[Opening Records supplied section]

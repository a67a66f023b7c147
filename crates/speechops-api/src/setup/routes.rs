//! Route configuration and setup

use crate::constants::API_PREFIX;
use crate::handlers;
use crate::state::AppState;
use axum::{
    http::{HeaderValue, Method},
    routing::{delete, get, post},
    Json, Router,
};
use speechops_core::Config;
use std::sync::Arc;
use tower_http::cors::{Any, CorsLayer};
use tower_http::trace::TraceLayer;

/// Setup all application routes
pub fn setup_routes(config: &Config, state: Arc<AppState>) -> Result<Router, anyhow::Error> {
    let cors = setup_cors(config)?;

    // Public routes (no authentication required)
    let public_routes = public_routes(state.clone());

    // Protected routes behind the session guard
    let protected_routes = protected_routes(state.clone()).layer(
        axum::middleware::from_fn_with_state(state, crate::auth::middleware::auth_middleware),
    );

    let app = public_routes
        .merge(protected_routes)
        .merge(
            utoipa_rapidoc::RapiDoc::new(format!("{}/openapi.json", API_PREFIX)).path("/docs"),
        )
        .layer(cors)
        .layer(TraceLayer::new_for_http());

    Ok(app)
}

/// Setup CORS configuration
fn setup_cors(config: &Config) -> Result<CorsLayer, anyhow::Error> {
    let cors = if config.cors_origins.contains(&"*".to_string()) {
        tracing::warn!("CORS configured to allow all origins - not recommended for production");
        CorsLayer::new()
            .allow_origin(Any)
            .allow_methods([Method::GET, Method::POST, Method::DELETE, Method::OPTIONS])
            .allow_headers(Any)
    } else {
        let origins: Result<Vec<HeaderValue>, _> =
            config.cors_origins.iter().map(|o| o.parse()).collect();

        CorsLayer::new()
            .allow_origin(origins.unwrap_or_default())
            .allow_methods([Method::GET, Method::POST, Method::DELETE, Method::OPTIONS])
            .allow_headers(Any)
    };
    Ok(cors)
}

/// Public routes (no authentication required)
fn public_routes(state: Arc<AppState>) -> Router {
    Router::new()
        .route("/health", get(handlers::health::health_check))
        .route(
            &format!("{}/openapi.json", API_PREFIX),
            get(|| async { Json(crate::api_doc::get_openapi_spec()) }),
        )
        .route(
            &format!("{}/auth/login", API_PREFIX),
            post(handlers::auth::login),
        )
        .route(
            &format!("{}/auth/logout", API_PREFIX),
            post(handlers::auth::logout),
        )
        .with_state(state)
}

/// Proxy routes gated by the session guard
fn protected_routes(state: Arc<AppState>) -> Router {
    Router::new()
        .route(
            &format!("{}/transcription", API_PREFIX),
            get(handlers::transcriptions::list_transcriptions)
                .post(handlers::transcriptions::submit_transcription),
        )
        .route(
            &format!("{}/transcription/{{id}}", API_PREFIX),
            get(handlers::transcriptions::get_transcription)
                .delete(handlers::transcriptions::delete_transcription),
        )
        .route(
            &format!("{}/transcription/{{id}}/output", API_PREFIX),
            delete(handlers::transcriptions::delete_transcription_output),
        )
        .route(
            &format!("{}/tablestorage/tables", API_PREFIX),
            get(handlers::tables::list_tables),
        )
        .route(
            &format!("{}/tablestorage/tables/{{name}}", API_PREFIX),
            post(handlers::tables::create_table).delete(handlers::tables::delete_table),
        )
        .route(
            &format!("{}/tablestorage/tables/{{name}}/entities", API_PREFIX),
            get(handlers::tables::list_entities).post(handlers::tables::upsert_entity),
        )
        .route(
            &format!("{}/tablestorage/tables/{{name}}/query", API_PREFIX),
            get(handlers::tables::query_entities),
        )
        .route(
            &format!(
                "{}/tablestorage/tables/{{name}}/entities/{{partition_key}}/{{row_key}}",
                API_PREFIX
            ),
            get(handlers::tables::get_entity).delete(handlers::tables::delete_entity),
        )
        .with_state(state)
}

[Closing Records supplied section]

**Task brief**
A complete, exact transcription of the records is needed.

**Written answer**
repository a67a66f023b7c147
filename crates/speechops-api/src/setup/routes.rs
//! Route configuration and setup

use crate::constants::API_PREFIX;
use crate::handlers;
use crate::state::AppState;
use axum::{
    http::{HeaderValue, Method},
    routing::{delete, get, post},
    Json, Router,
};
use speechops_core::Config;
use std::sync::Arc;
use tower_http::cors::{Any, CorsLayer};
use tower_http::trace::TraceLayer;

/// Setup all application routes
pub fn setup_routes(config: &Config, state: Arc<AppState>) -> Result<Router, anyhow::Error> {
    let cors = setup_cors(config)?;

    // Public routes (no authentication required)
    let public_routes = public_routes(state.clone());

    // Protected routes behind the session guard
    let protected_routes = protected_routes(state.clone()).layer(
        axum::middleware::from_fn_with_state(state, crate::auth::middleware::auth_middleware),
    );

    let app = public_routes
        .merge(protected_routes)
        .merge(
            utoipa_rapidoc::RapiDoc::new(format!("{}/openapi.json", API_PREFIX)).path("/docs"),
        )
        .layer(cors)
        .layer(TraceLayer::new_for_http());

    Ok(app)
}

/// Setup CORS configuration
fn setup_cors(config: &Config) -> Result<CorsLayer, anyhow::Error> {
    let cors = if config.cors_origins.contains(&"*".to_string()) {
        tracing::warn!("CORS configured to allow all origins - not recommended for production");
        CorsLayer::new()
            .allow_origin(Any)
            .allow_methods([Method::GET, Method::POST, Method::DELETE, Method::OPTIONS])
            .allow_headers(Any)
    } else {
        let origins: Result<Vec<HeaderValue>, _> =
            config.cors_origins.iter().map(|o| o.parse()).collect();

        CorsLayer::new()
            .allow_origin(origins.unwrap_or_default())
            .allow_methods([Method::GET, Method::POST, Method::DELETE, Method::OPTIONS])
            .allow_headers(Any)
    };
    Ok(cors)
}

/// Public routes (no authentication required)
fn public_routes(state: Arc<AppState>) -> Router {
    Router::new()
        .route("/health", get(handlers::health::health_check))
        .route(
            &format!("{}/openapi.json", API_PREFIX),
            get(|| async { Json(crate::api_doc::get_openapi_spec()) }),
        )
        .route(
            &format!("{}/auth/login", API_PREFIX),
            post(handlers::auth::login),
        )
        .route(
            &format!("{}/auth/logout", API_PREFIX),
            post(handlers::auth::logout),
        )
        .with_state(state)
}

/// Proxy routes gated by the session guard
fn protected_routes(state: Arc<AppState>) -> Router {
    Router::new()
        .route(
            &format!("{}/transcription", API_PREFIX),
            get(handlers::transcriptions::list_transcriptions)
                .post(handlers::transcriptions::submit_transcription),
        )
        .route(
            &format!("{}/transcription/{{id}}", API_PREFIX),
            get(handlers::transcriptions::get_transcription)
                .delete(handlers::transcriptions::delete_transcription),
        )
        .route(
            &format!("{}/transcription/{{id}}/output", API_PREFIX),
            delete(handlers::transcriptions::delete_transcription_output),
        )
        .route(
            &format!("{}/tablestorage/tables", API_PREFIX),
            get(handlers::tables::list_tables),
        )
        .route(
            &format!("{}/tablestorage/tables/{{name}}", API_PREFIX),
            post(handlers::tables::create_table).delete(handlers::tables::delete_table),
        )
        .route(
            &format!("{}/tablestorage/tables/{{name}}/entities", API_PREFIX),
            get(handlers::tables::list_entities).post(handlers::tables::upsert_entity),
        )
        .route(
            &format!("{}/tablestorage/tables/{{name}}/query", API_PREFIX),
            get(handlers::tables::query_entities),
        )
        .route(
            &format!(
                "{}/tablestorage/tables/{{name}}/entities/{{partition_key}}/{{row_key}}",
                API_PREFIX
            ),
            get(handlers::tables::get_entity).delete(handlers::tables::delete_entity),
        )
        .with_state(state)
}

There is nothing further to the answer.